I’m glad to be part of that buzz though because James Tynion IV and Eryk Donovan have made an absolutely killer mini-series.
Tynion and Donovan detailed the end of the world over three days as an internet meme spread across the world driving anyone who saw it mad. The story was broken into three forty page issues, and each segment of Memetic delivered more content than most series provide in five or six issues. There was a large cast of characters, a compelling threat, and some of the most twisted comics sequences of 2014 all rendered with frenetic energy by Donovan. For fans of horror and disaster genres alike, Memetic ought to have been considered a must read title.
Memetic #3 makes another significant turn, twisting the zombie-like story that came before into something much larger in scale and even more sinister. Tynion and Donovan balk at the idea of repeating a scenario that has been seen hundreds of times before. George Romero cornered the market on the zombie endgame decades ago. The direction this issue takes is so unexpected that it forces readers to drastically reevaluate their expectations. It’s weird and wild, but never breaks the internal logic of the story. Only in a world where a happy looking sloth spells doom does what comes next make sense.
Digging into the twist itself spoils the joy of discovery. Memetic has been engaged with the experience of this apocalypse, allowing readers to learn what is happening alongside the survivors. That perspective adds to both the joy and terror of the series. The newest twist does transfer the primary focus of the horror from the psychological terror of an idea seizing control of your brain to something much more primal and grotesque. Bleeding eyeballs and bloodthirsty crowds don’t compare to what is unleashed here.
Donovan renders body horror on a massive scale in Memetic #3 and manages to carefully walk a line between repulsion and fascination. It would be difficult to view some of the imagery in this issue if drawn in a hyper-detailed or realistic style. Donovan manages to provide just enough visual information to make each scene clear without forcing readers to put down the issue. He transforms you into a rubbernecker on the highway of human destruction, too intrigued to look away.
His designs throughout the series, starting with the Good Times Sloth, have been a key element of the comic and new concepts are brought forth until the final moments of this issue. The imagery in Memetic #3 jumps between the silly and the outrageous, but it all contains a certain level of menace. Even the town in Portland with its bright colors and soft curves feel like a threat.
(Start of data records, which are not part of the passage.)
//! Filter and test plugin integration tests.
//!
//! Renders real templates through a fully registered environment to verify
//! the filters compose the way templates use them.

use minijinja::{context, Environment, Value};
use plugible::plugins::prelude::*;
use pretty_assertions::assert_eq;

fn environment() -> Environment<'static> {
    let mut env = Environment::new();
    FilterRegistry::register_all(&mut env);
    register_tests(&mut env);
    env
}

fn render(template: &str, ctx: Value) -> String {
    environment().render_str(template, ctx).unwrap()
}

#[test]
fn test_split_join_pipeline() {
    let out = render("{{ name | split_with('.') | join_with('_') }}", context! { name => "a.b.c" });
    assert_eq!(out, "a_b_c");
}

#[test]
fn test_head_tail_pipeline() {
    let out = render(
        "{{ hosts | tail | head }}",
        context! { hosts => vec!["web1", "web2", "web3"] },
    );
    assert_eq!(out, "web2");
}

#[test]
fn test_filename_and_with_ext() {
    assert_eq!(render("{{ 'db.example.org' | filename }}", context! {}), "db");
    assert_eq!(
        render("{{ 'config.yml' | with_ext('bak') }}", context! {}),
        "config.bak"
    );
}

fn address_record(host: &str, address: &str) -> Value {
    Value::from_iter([
        ("host", Value::from(host)),
        ("ip-address", Value::from(address)),
    ])
}

#[test]
fn test_merge_dicts_precedence() {
    let out = render(
        "{{ base | merge_dicts(overrides) | to_safe_yaml }}",
        context! {
            base => context! { port => 80, name => "web" },
            overrides => context! { port => 8080 },
        },
    );
    assert!(out.contains("port: 8080"));
    assert!(out.contains("name: web"));
}

#[test]
fn test_alias_keys_round_trip() {
    let out = render(
        "{{ record | alias_keys({'ip-address': 'address'}) | sorted_get(['address']) }}",
        context! { record => address_record("web1", "10.0.0.1") },
    );
    assert_eq!(out, "10.0.0.1");
}

#[test]
fn test_sorted_get_preference_order() {
    let out = render(
        "{{ record | sorted_get(['primary', 'fallback']) }}",
        context! { record => context! { fallback => "f" } },
    );
    assert_eq!(out, "f");
}

#[test]
fn test_map_format_on_dict() {
    let out = render(
        "{{ hosts | map_format({'name': '%s.example.org'}) | to_safe_yaml }}",
        context! { hosts => context! { name => "web1", id => 7 } },
    );
    assert!(out.contains("name: web1.example.org"));
}

#[test]
fn test_list_to_dict_and_back() {
    let out = render(
        "{{ records | list_to_dict('name') | dict_to_list('name') | to_safe_yaml }}",
        context! {
            records => vec![
                context! { name => "web1", port => 80 },
                context! { name => "web2", port => 81 },
            ],
        },
    );
    assert!(out.contains("name: web1"));
    assert!(out.contains("port: 81"));
}

#[test]
fn test_to_kv_flattening() {
    let out = render(
        "{% for kv in config | to_kv %}{{ kv.key }}={{ kv.value }};{% endfor %}",
        context! { config => context! { db => context! { host => "h", port => 5432 } } },
    );
    assert_eq!(out, "db.host=h;db.port=5432;");
}

#[test]
fn test_map_flatten_compound_keys() {
    let out = render(
        "{{ config | map_flatten | to_safe_yaml }}",
        context! { config => context! { a => context! { b => 1 }, c => 2 } },
    );
    assert!(out.contains("a.b: 1"));
    assert!(out.contains("c: 2"));
}

#[test]
fn test_map_group_by_attribute() {
    let out = render(
        "{% for g in servers | map_group(['dc']) %}{{ g.dc }}:{{ g.data | length }};{% endfor %}",
        context! {
            servers => vec![
                context! { dc => "ams", host => "h1" },
                context! { dc => "fra", host => "h2" },
                context! { dc => "ams", host => "h3" },
            ],
        },
    );
    assert_eq!(out, "ams:2;fra:1;");
}

#[test]
fn test_ip_range_expansion() {
    let out = render(
        "{{ '10.0.0.1-10.0.0.3' | ip_range | join_with(',') }}",
        context! {},
    );
    assert_eq!(out, "10.0.0.1,10.0.0.2,10.0.0.3");
}

#[test]
fn test_reverse_record_rendering() {
    let out = render(
        "{{ record | reverse_record | to_safe_yaml }}",
        context! { record => address_record("web.example.org", "10.1.2.3") },
    );
    assert!(out.contains("3.2.1.10.in-addr.arpa"));
    assert!(out.contains("type: PTR"));
}

#[test]
fn test_zone_fwd_rendering() {
    let out = render(
        "{{ 'example.org' | zone_fwd(['10.0.0.2']) | to_safe_yaml }}",
        context! {},
    );
    assert!(out.contains("zone \"example.org\" IN"));
    assert!(out.contains("forwarders"));
}

#[test]
fn test_boolean_folds() {
    assert_eq!(render("{{ [1, 0, 1] | is_any_true }}", context! {}), "true");
    assert_eq!(render("{{ [1, 0, 1] | is_all_true }}", context! {}), "false");
}

#[test]
fn test_search_regex_filter() {
    assert_eq!(
        render("{{ 'web-[0-9]+' | search_regex('web-01') }}", context! {}),
        "true"
    );
}

#[test]
fn test_network_test_selects_records() {
    let out = render(
        "{% for r in records | select('network', '10.0.0.0/8') %}{{ r.ansible_host }};{% endfor %}",
        context! {
            records => vec![
                context! { ansible_host => "10.1.2.3" },
                context! { ansible_host => "192.168.1.1" },
            ],
        },
    );
    assert_eq!(out, "10.1.2.3;");
}

#[test]
fn test_property_test_selects_records() {
    let out = render(
        "{% for r in records | select('property', 'web-.*', 'name') %}{{ r.name }};{% endfor %}",
        context! {
            records => vec![
                context! { name => "web-01" },
                context! { name => "db-01" },
            ],
        },
    );
    assert_eq!(out, "web-01;");
}

#[test]
fn test_missing_alias_source_errors() {
    let env = environment();
    let err = env
        .render_str(
            "{{ record | alias_keys({'missing': 'alias'}) }}",
            context! { record => context! { a => 1 } },
        )
        .unwrap_err();
    assert!(err.to_string().contains("not found"));
}
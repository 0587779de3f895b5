//! Command line interface definitions.

use clap::{Parser, Subcommand};
use std::path::PathBuf;

/// Composite inventory inspection tool
#[derive(Parser, Debug)]
#[command(name = "plugible", version, about, long_about = None)]
pub struct Cli {
    /// Increase output verbosity (-v, -vv, -vvv)
    #[arg(short = 'v', long = "verbose", action = clap::ArgAction::Count, global = true)]
    pub verbose: u8,

    #[command(subcommand)]
    pub command: Commands,
}

#[derive(Subcommand, Debug)]
pub enum Commands {
    /// Parse a composite inventory and dump it as JSON
    List(InventoryArgs),

    /// Parse a composite inventory and print the group tree
    Graph(InventoryArgs),
}

/// Arguments shared by the inventory subcommands
#[derive(Parser, Debug, Clone)]
pub struct InventoryArgs {
    /// Path to the composite inventory file
    #[arg(short = 'i', long = "inventory", required = true)]
    pub inventory: PathBuf,
}

impl Cli {
    pub fn parse_args() -> Self {
        Self::parse()
    }

    pub fn verbosity(&self) -> u8 {
        self.verbose
    }
}
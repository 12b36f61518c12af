use crate::preprocessor::{
    evaluator::{Evaluator, Options},
    symbols::SymbolTable,
};

/// Line classification.
///
/// Turns a single line into a [`directive::Directive`] without looking at any
/// other line. This is the only place that knows the directive syntax.
pub mod directive;
/// The conditional compilation state machine.
///
/// Consumes classified lines in order, tracks nested `#if` blocks on an
/// explicit stack, and yields the lines that survive.
pub mod evaluator;
/// Defined symbols.
///
/// Holds the symbols that `#if` conditions are tested against. Each run owns
/// its own table.
pub mod symbols;

/// Starts a preprocessor run over `lines` with default options.
///
/// # Example
/// ```
/// use sourcejoin::preprocessor::{preprocess_lines, symbols::SymbolTable};
///
/// let lines = ["#if !DEBUG", "release", "#endif"];
/// let kept: Vec<_> = preprocess_lines(lines, &SymbolTable::new()).collect::<Result<_, _>>()
///                                                                 .unwrap();
/// assert_eq!(kept, ["release"]);
/// ```
pub fn preprocess_lines<L, S>(lines: L, symbols: &SymbolTable) -> Evaluator<L::IntoIter>
    where L: IntoIterator<Item = S>,
          S: AsRef<str>
{
    Evaluator::new(lines, symbols)
}

/// Starts a preprocessor run over `lines` with explicit options.
pub fn preprocess_lines_with<L, S>(lines: L,
                                   symbols: &SymbolTable,
                                   options: Options)
                                   -> Evaluator<L::IntoIter>
    where L: IntoIterator<Item = S>,
          S: AsRef<str>
{
    Evaluator::with_options(lines, symbols, options)
}
//! # sourcejoin
//!
//! sourcejoin merges a directory of C#-style source files into a single file.
//! Before merging, every file is run through a line-based preprocessor that
//! evaluates `#if`/`#elif`/`#else`/`#endif` against a set of defined symbols,
//! applies `#define`/`#undef`, and stops on `#error`.

#![warn(
    clippy::redundant_clone,
    clippy::needless_pass_by_value,
    clippy::similar_names,
    clippy::large_enum_variant,
    clippy::string_lit_as_bytes,
    clippy::match_same_arms,
    clippy::cargo,
    clippy::nursery,
    clippy::perf,
    clippy::style,
    clippy::suspicious,
    clippy::correctness,
    clippy::complexity,
    clippy::pedantic,
    //missing_docs,
)]
#![allow(clippy::missing_errors_doc)]

use crate::{
    config::Config,
    error::{JoinError, PreprocessError},
    join::{
        merger::ConcatMerger,
        pipeline::{join_directory, write_output},
    },
    preprocessor::{preprocess_lines, symbols::SymbolTable},
    util::text::lines,
};

/// Command line arguments.
///
/// Declares the `clap` parser used by the `sourcejoin` binary and turns parsed
/// arguments into a [`config::Config`].
pub mod cli;
/// Run configuration.
///
/// Holds the input folder, output target, initial symbols and evaluation
/// options for one merge, and validates them against the file system.
pub mod config;
/// Provides unified error types for preprocessing and merging.
///
/// This module defines every error that can stop a run, from malformed
/// directives to unreadable files. Errors implement the standard error traits
/// and chain their causes through `source()`.
///
/// # Responsibilities
/// - Defines the preprocessor's fatal conditions.
/// - Wraps I/O, traversal and preprocessor failures with the path involved.
pub mod error;
/// Collects, preprocesses and merges source files.
///
/// This module finds the sources below an input directory, runs each through
/// its own preprocessor instance, and combines the results through a
/// pluggable merger.
pub mod join;
/// The conditional compilation preprocessor.
///
/// This module classifies lines into directives, keeps the defined symbols,
/// and evaluates nested conditional blocks in a single streaming pass.
///
/// # Responsibilities
/// - Recognises directive lines without understanding the host language.
/// - Selects at most one branch of every `#if` chain.
/// - Rejects malformed directives, `#error`, and late `#define`/`#undef`.
pub mod preprocessor;
/// General text utilities.
///
/// Line splitting that tolerates any line ending, and blank-line detection.
pub mod util;

/// Preprocesses one source text and returns the surviving lines joined with
/// `\n`.
///
/// # Errors
/// Returns the first [`PreprocessError`] raised by the input.
///
/// # Examples
/// ```
/// use sourcejoin::{preprocess, preprocessor::symbols::SymbolTable};
///
/// let source = "#if FOO\r\nFOO\r\n#if BAR\r\nBAR\r\n#else\r\nBAS\r\n#endif\r\nBAT\r\n#endif";
/// let symbols = SymbolTable::parse_list("FOO");
/// assert_eq!(preprocess(source, &symbols).unwrap(), "FOO\nBAS\nBAT");
///
/// // An explicit #error stops the run.
/// assert!(preprocess("#error not supported", &symbols).is_err());
/// ```
pub fn preprocess(source: &str, symbols: &SymbolTable) -> Result<String, PreprocessError> {
    let kept = preprocess_lines(lines(source), symbols).collect::<Result<Vec<_>, _>>()?;
    Ok(kept.join("\n"))
}

/// Preprocesses several independent sources lazily.
///
/// Each source starts from `symbols`; definitions in one source do not affect
/// the others.
///
/// # Examples
/// ```
/// use sourcejoin::{preprocess_units, preprocessor::symbols::SymbolTable};
///
/// let units = ["#define A\n#if A\na\n#endif", "#if A\na\n#endif"];
/// let results: Vec<_> = preprocess_units(units, &SymbolTable::new()).collect();
/// assert_eq!(results, [Ok("a".to_string()), Ok(String::new())]);
/// ```
pub fn preprocess_units<'a, U>(units: U,
                               symbols: &'a SymbolTable)
                               -> impl Iterator<Item = Result<String, PreprocessError>> + 'a
    where U: IntoIterator + 'a,
          U::Item: AsRef<str>,
          U::IntoIter: 'a
{
    units.into_iter().map(move |unit| preprocess(unit.as_ref(), symbols))
}

/// Merges the sources described by `config` and writes the result.
///
/// Uses [`ConcatMerger`] to combine sources.
///
/// # Errors
/// Returns an error if the configuration is invalid, a file cannot be read or
/// written, or a source is rejected by the preprocessor.
pub fn run(config: &Config) -> Result<(), JoinError> {
    let merged = join_directory(config, ConcatMerger::new())?;
    write_output(config.output.as_deref(), &merged)
}
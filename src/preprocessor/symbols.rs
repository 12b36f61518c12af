use std::collections::HashSet;

/// The set of defined preprocessor symbols.
///
/// One table belongs to one preprocessor run. Runs over different sources
/// start from clones of the same caller-supplied table, so a `#define` in one
/// source never leaks into another.
#[derive(Debug, Clone, Default, PartialEq, Eq)]
pub struct SymbolTable {
    symbols: HashSet<String>,
}

impl SymbolTable {
    /// Creates an empty table.
    #[must_use]
    pub fn new() -> Self {
        Self::default()
    }

    /// Builds a table from a comma-separated list such as `DEBUG,TRACE`.
    ///
    /// Names are trimmed and empty entries are skipped.
    ///
    /// # Example
    /// ```
    /// use sourcejoin::preprocessor::symbols::SymbolTable;
    ///
    /// let symbols = SymbolTable::parse_list(" DEBUG, ,NETFRAMEWORK");
    /// assert!(symbols.is_defined("DEBUG"));
    /// assert!(symbols.is_defined("NETFRAMEWORK"));
    /// assert_eq!(symbols.len(), 2);
    /// ```
    #[must_use]
    pub fn parse_list(list: &str) -> Self {
        list.split(',')
            .map(str::trim)
            .filter(|name| !name.is_empty())
            .collect()
    }

    /// Adds a symbol. Returns `false` if it was already defined.
    pub fn define(&mut self, symbol: impl Into<String>) -> bool {
        self.symbols.insert(symbol.into())
    }

    /// Removes a symbol. Returns `false` if it was not defined.
    pub fn undefine(&mut self, symbol: &str) -> bool {
        self.symbols.remove(symbol)
    }

    /// Returns `true` if `symbol` is defined.
    #[must_use]
    pub fn is_defined(&self, symbol: &str) -> bool {
        self.symbols.contains(symbol)
    }

    /// Number of defined symbols.
    #[must_use]
    pub fn len(&self) -> usize {
        self.symbols.len()
    }

    /// Returns `true` if no symbol is defined.
    #[must_use]
    pub fn is_empty(&self) -> bool {
        self.symbols.is_empty()
    }

    /// Iterates over the defined symbols in no particular order.
    pub fn iter(&self) -> impl Iterator<Item = &str> {
        self.symbols.iter().map(String::as_str)
    }
}

impl<S: Into<String>> FromIterator<S> for SymbolTable {
    fn from_iter<T: IntoIterator<Item = S>>(iter: T) -> Self {
        Self { symbols: iter.into_iter().map(Into::into).collect(), }
    }
}

impl<S: Into<String>> Extend<S> for SymbolTable {
    fn extend<T: IntoIterator<Item = S>>(&mut self, iter: T) {
        self.symbols.extend(iter.into_iter().map(Into::into));
    }
}
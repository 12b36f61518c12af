use std::path::PathBuf;

use crate::error::PreprocessError;

#[derive(Debug)]
/// Represents all errors that can occur while collecting, preprocessing and
/// merging a source directory.
pub enum JoinError {
    /// The input directory does not exist.
    InputNotFound {
        /// The path that was given.
        path: PathBuf,
    },
    /// The input path exists but is not a directory.
    InputNotDirectory {
        /// The path that was given.
        path: PathBuf,
    },
    /// The output file does not carry the source extension.
    OutputExtension {
        /// The source extension, without the dot.
        expected: String,
        /// The extension that was found, empty if there was none.
        found:    String,
    },
    /// Reading or writing a file failed.
    Io {
        /// The file involved.
        path:   PathBuf,
        /// The underlying I/O error.
        source: std::io::Error,
    },
    /// Walking the input directory failed.
    Walk {
        /// The underlying traversal error.
        source: walkdir::Error,
    },
    /// A source file was rejected by the preprocessor.
    Preprocess {
        /// The file being preprocessed.
        path:   PathBuf,
        /// The preprocessor failure.
        source: PreprocessError,
    },
}

impl std::fmt::Display for JoinError {
    fn fmt(&self, f: &mut std::fmt::Formatter<'_>) -> std::fmt::Result {
        match self {
            Self::InputNotFound { path } => {
                write!(f, "{}: input folder does not exist.", path.display())
            },
            Self::InputNotDirectory { path } => {
                write!(f, "{}: input is not a folder.", path.display())
            },
            Self::OutputExtension { expected, found } => write!(f,
                                                                "Expected '.{expected}' as extension for output file, but was '{found}'."),
            Self::Io { path, source } => write!(f, "{}: {source}", path.display()),
            Self::Walk { source } => write!(f, "Failed to scan input folder: {source}"),
            Self::Preprocess { path, source } => write!(f, "{}: {source}", path.display()),
        }
    }
}

impl std::error::Error for JoinError {
    fn source(&self) -> Option<&(dyn std::error::Error + 'static)> {
        match self {
            Self::Io { source, .. } => Some(source),
            Self::Walk { source } => Some(source),
            Self::Preprocess { source, .. } => Some(source),
            Self::InputNotFound { .. }
            | Self::InputNotDirectory { .. }
            | Self::OutputExtension { .. } => None,
        }
    }
}

impl From<walkdir::Error> for JoinError {
    fn from(source: walkdir::Error) -> Self {
        Self::Walk { source }
    }
}
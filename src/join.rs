/// Merging of preprocessed sources.
///
/// Declares the [`merger::SourceMerger`] seam through which a syntax-aware
/// merger plugs in, and the plain [`merger::ConcatMerger`] used by default.
pub mod merger;
/// The directory-to-document pipeline.
///
/// Reads each source, runs it through its own preprocessor instance and hands
/// the survivors to a merger.
///
/// # Responsibilities
/// - Keeps every source's symbol table independent.
/// - Tags preprocessor failures with the file they came from.
/// - Writes the merged result to a file or standard output.
pub mod pipeline;
/// Source discovery.
///
/// Finds the files to merge below an input directory, skipping build output
/// folders.
pub mod sources;
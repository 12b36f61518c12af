/// Line handling helpers.
///
/// This module splits source text into lines independently of the platform's
/// line endings, and decides which lines count as blank. The preprocessor is
/// line oriented and relies on both.
pub mod text;
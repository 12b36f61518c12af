use std::iter::FusedIterator;

use crate::{
    error::PreprocessError,
    preprocessor::{
        directive::{Directive, classify},
        symbols::SymbolTable,
    },
    util::text::is_blank,
};

/// Where the evaluator stands relative to conditional blocks.
#[derive(Debug, Clone, Copy, PartialEq, Eq)]
pub enum Mode {
    /// Not inside any `#if` block.
    Outside,
    /// Inside a branch whose lines are emitted.
    Keeping,
    /// Inside a branch whose lines are dropped.
    Skipping {
        /// Set once an earlier branch of the chain matched. Everything up to
        /// the closing `#endif` is dropped, including `#error`.
        chain_resolved: bool,
    },
}

/// Evaluator settings.
#[derive(Debug, Clone, Copy, Default, PartialEq, Eq)]
pub struct Options {
    /// Report unterminated blocks and stray `#elif`/`#else`/`#endif` as
    /// errors instead of accepting them.
    pub strict: bool,
}

/// What happens to the line that was just evaluated.
#[derive(Debug, Clone, Copy, PartialEq, Eq)]
enum Step {
    Emit,
    Drop,
}

/// A streaming evaluator for conditional compilation directives.
///
/// `Evaluator` pulls one line at a time from the wrapped iterator, and yields
/// each surviving line unchanged. Directive lines never survive, except the
/// passthrough directives (`#warning`, `#line`, `#region`, `#endregion`,
/// `#pragma`).
///
/// Memory use is bounded by the nesting depth: every `#if` saves the enclosing
/// [`Mode`] on a stack and the matching `#endif` restores it.
///
/// The first error ends the run. Lines yielded before it remain valid output.
///
/// # Example
/// ```
/// use sourcejoin::preprocessor::{evaluator::Evaluator, symbols::SymbolTable};
///
/// let symbols = SymbolTable::parse_list("BAR");
/// let source = ["#if FOO", "foo", "#elif BAR", "bar", "#else", "baz", "#endif"];
/// let lines = Evaluator::new(source, &symbols).collect::<Result<Vec<_>, _>>()
///                                            .unwrap();
/// assert_eq!(lines, ["bar"]);
/// ```
#[derive(Debug)]
pub struct Evaluator<I> {
    lines:        I,
    symbols:      SymbolTable,
    options:      Options,
    mode:         Mode,
    /// Saved enclosing modes, one per open `#if`.
    frames:       Vec<Mode>,
    /// Non-blank lines emitted so far, plus one per `#if` entered.
    content_seen: usize,
    line_number:  usize,
    finished:     bool,
}

impl<I, S> Evaluator<I>
    where I: Iterator<Item = S>,
          S: AsRef<str>
{
    /// Creates an evaluator over `lines` with default options.
    ///
    /// `symbols` seeds this run only; `#define` and `#undef` in the input
    /// modify a private copy.
    pub fn new<L>(lines: L, symbols: &SymbolTable) -> Self
        where L: IntoIterator<IntoIter = I>
    {
        Self::with_options(lines, symbols, Options::default())
    }

    /// Creates an evaluator over `lines` with explicit options.
    pub fn with_options<L>(lines: L, symbols: &SymbolTable, options: Options) -> Self
        where L: IntoIterator<IntoIter = I>
    {
        Self { lines: lines.into_iter(),
               symbols: symbols.clone(),
               options,
               mode: Mode::Outside,
               frames: Vec::new(),
               content_seen: 0,
               line_number: 0,
               finished: false }
    }

    /// The current mode.
    pub const fn mode(&self) -> Mode {
        self.mode
    }

    /// Number of currently open conditional blocks.
    pub fn depth(&self) -> usize {
        self.frames.len()
    }

    /// The symbols as modified by the input so far.
    pub const fn symbols(&self) -> &SymbolTable {
        &self.symbols
    }

    /// Evaluates one line and updates the state.
    fn step(&mut self, line: &str) -> Result<Step, PreprocessError> {
        let directive = classify(line);
        if directive.is_malformed() {
            return Err(PreprocessError::InvalidDirective { directive: line.trim().to_string(), });
        }

        let before = self.mode;
        let step = match self.mode {
            Mode::Outside => self.outside(directive, line),
            Mode::Keeping => self.keeping(directive, line),
            Mode::Skipping { chain_resolved } => self.skipping(directive, line, chain_resolved),
        }?;

        log::trace!("line {}: {:?} -> {:?} (depth {}), {:?}",
                    self.line_number,
                    before,
                    self.mode,
                    self.frames.len(),
                    step);
        Ok(step)
    }

    fn outside(&mut self, directive: Directive<'_>, line: &str) -> Result<Step, PreprocessError> {
        match directive {
            Directive::If(condition) => {
                let mode = if condition.holds(&self.symbols) {
                    Mode::Keeping
                } else {
                    Mode::Skipping { chain_resolved: false }
                };
                self.enter(mode);
                Ok(Step::Drop)
            },
            Directive::Error(message) => {
                Err(PreprocessError::UserError { message: message.to_string() })
            },
            Directive::Define(_) | Directive::Undefine(_) if self.content_seen > 0 => {
                Err(definition_not_at_start(line))
            },
            Directive::Define(symbol) => {
                log::debug!("#define {symbol}");
                self.symbols.define(symbol);
                Ok(Step::Drop)
            },
            Directive::Undefine(symbol) => {
                log::debug!("#undef {symbol}");
                self.symbols.undefine(symbol);
                Ok(Step::Drop)
            },
            Directive::ElseIf(_) | Directive::Else | Directive::EndIf => self.unmatched(line),
            _ => Ok(self.emit(line)),
        }
    }

    fn keeping(&mut self, directive: Directive<'_>, line: &str) -> Result<Step, PreprocessError> {
        match directive {
            Directive::If(condition) => {
                let mode = if condition.holds(&self.symbols) {
                    Mode::Keeping
                } else {
                    Mode::Skipping { chain_resolved: false }
                };
                self.enter(mode);
                Ok(Step::Drop)
            },
            Directive::EndIf => {
                self.leave();
                Ok(Step::Drop)
            },
            Directive::ElseIf(_) => {
                self.mode = Mode::Skipping { chain_resolved: true };
                Ok(Step::Drop)
            },
            // The else body is dropped but its `#error` lines still apply.
            Directive::Else => {
                self.mode = Mode::Skipping { chain_resolved: false };
                Ok(Step::Drop)
            },
            Directive::Error(message) => {
                Err(PreprocessError::UserError { message: message.to_string() })
            },
            Directive::Define(_) | Directive::Undefine(_) => Err(definition_not_at_start(line)),
            _ => Ok(self.emit(line)),
        }
    }

    fn skipping(&mut self,
                directive: Directive<'_>,
                line: &str,
                chain_resolved: bool)
                -> Result<Step, PreprocessError> {
        match directive {
            Directive::If(_) => {
                self.enter(Mode::Skipping { chain_resolved });
                Ok(Step::Drop)
            },
            Directive::EndIf => {
                self.leave();
                Ok(Step::Drop)
            },
            Directive::Define(_) | Directive::Undefine(_) => Err(definition_not_at_start(line)),
            _ if chain_resolved => Ok(Step::Drop),
            // A block nested in a dropped branch never takes a branch.
            Directive::ElseIf(_) | Directive::Else if self.enclosed_in_skipped() => Ok(Step::Drop),
            Directive::ElseIf(condition) => {
                if condition.holds(&self.symbols) {
                    self.mode = Mode::Keeping;
                }
                Ok(Step::Drop)
            },
            Directive::Else => {
                self.mode = Mode::Keeping;
                Ok(Step::Drop)
            },
            Directive::Error(message) => {
                Err(PreprocessError::UserError { message: message.to_string() })
            },
            _ => Ok(Step::Drop),
        }
    }

    fn enter(&mut self, mode: Mode) {
        self.frames.push(self.mode);
        self.mode = mode;
        self.content_seen += 1;
    }

    fn leave(&mut self) {
        if let Some(mode) = self.frames.pop() {
            self.mode = mode;
        }
    }

    /// Whether the innermost open block was entered from a dropped branch.
    fn enclosed_in_skipped(&self) -> bool {
        matches!(self.frames.last(), Some(Mode::Skipping { .. }))
    }

    fn emit(&mut self, line: &str) -> Step {
        if !is_blank(line) {
            self.content_seen += 1;
        }
        Step::Emit
    }

    /// `#elif`, `#else` or `#endif` with no open block.
    fn unmatched(&self, line: &str) -> Result<Step, PreprocessError> {
        if self.options.strict {
            return Err(PreprocessError::UnexpectedDirective { directive: line.trim().to_string(), });
        }
        log::warn!("line {}: ignoring '{}' without matching #if", self.line_number, line.trim());
        Ok(Step::Drop)
    }

    /// Checks the state once the input is exhausted.
    fn finish(&self) -> Result<(), PreprocessError> {
        let depth = self.frames.len();
        if depth == 0 {
            return Ok(());
        }
        if self.options.strict {
            return Err(PreprocessError::UnterminatedConditional { depth });
        }
        log::warn!("end of input with {depth} unterminated #if block(s)");
        Ok(())
    }
}

fn definition_not_at_start(line: &str) -> PreprocessError {
    PreprocessError::DefinitionNotAtStart { directive: line.trim().to_string(), }
}

impl<I, S> Iterator for Evaluator<I>
    where I: Iterator<Item = S>,
          S: AsRef<str>
{
    type Item = Result<S, PreprocessError>;

    fn next(&mut self) -> Option<Self::Item> {
        if self.finished {
            return None;
        }

        loop {
            let Some(line) = self.lines.next() else {
                self.finished = true;
                return self.finish().err().map(Err);
            };
            self.line_number += 1;

            match self.step(line.as_ref()) {
                Ok(Step::Emit) => return Some(Ok(line)),
                Ok(Step::Drop) => {},
                Err(e) => {
                    self.finished = true;
                    return Some(Err(e));
                },
            }
        }
    }
}

impl<I, S> FusedIterator for Evaluator<I>
    where I: Iterator<Item = S>,
          S: AsRef<str>
{
}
Memetic promised a shocking apocalyptic horror story and it delivered in a big way. It is a fast paced blend of action, terror, and psychological thrills that never slows down, unleashing new chills even in the final panel. Tynion and Donovan have provided an excellent, fast paced ride of a mini-series from start to finish. Memetic may not have gotten the hype it deserved, but that doesn’t mean it’s too late to check it out.